■ **Exercise directions**
If a line of the data below contains the string "PrimaryActivity", copy it into your answer.

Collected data
────

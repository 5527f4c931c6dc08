use serde::{Deserialize, Serialize};
use strum::{Display, EnumIter, EnumString, IntoStaticStr};

/// One of the things a person can do during a simulated day. Skip-activity policies remove
/// entries from the list of activities a person is about to do.
#[derive(
    Copy,
    Clone,
    Debug,
    PartialEq,
    Eq,
    Hash,
    PartialOrd,
    Ord,
    Display,
    EnumString,
    EnumIter,
    IntoStaticStr,
    Serialize,
    Deserialize,
)]
#[strum(serialize_all = "snake_case")]
#[serde(rename_all = "snake_case")]
pub enum Activity {
    MedicalFacility,
    Commute,
    PrimaryActivity,
    Leisure,
    Residence,
}

/// Returns `activities` without any entry found in `to_remove`, keeping the original order.
#[must_use]
pub fn remove_activities(activities: Vec<Activity>, to_remove: &[Activity]) -> Vec<Activity> {
    activities
        .into_iter()
        .filter(|activity| !to_remove.contains(activity))
        .collect()
}

#[cfg(test)]
mod tests {
    use super::*;
    use std::str::FromStr;
    use strum::IntoEnumIterator;

    #[test]
    fn names_are_snake_case() {
        assert_eq!(Activity::PrimaryActivity.to_string(), "primary_activity");
        assert_eq!(
            Activity::from_str("medical_facility").unwrap(),
            Activity::MedicalFacility
        );
        let name: &'static str = Activity::Commute.into();
        assert_eq!(name, "commute");
        assert_eq!(Activity::iter().count(), 5);
    }

    #[test]
    fn removal_keeps_order() {
        let activities = vec![
            Activity::MedicalFacility,
            Activity::Commute,
            Activity::PrimaryActivity,
            Activity::Leisure,
            Activity::Residence,
        ];
        assert_eq!(
            remove_activities(activities, &[Activity::PrimaryActivity, Activity::Commute]),
            vec![
                Activity::MedicalFacility,
                Activity::Leisure,
                Activity::Residence
            ]
        );
        assert!(remove_activities(vec![], &[Activity::Commute]).is_empty());
    }
}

────

■ **Exercise result**
    PrimaryActivity,
        assert_eq!(Activity::PrimaryActivity.to_string(), "primary_activity");
            Activity::PrimaryActivity,
            remove_activities(activities, &[Activity::PrimaryActivity, Activity::Commute]),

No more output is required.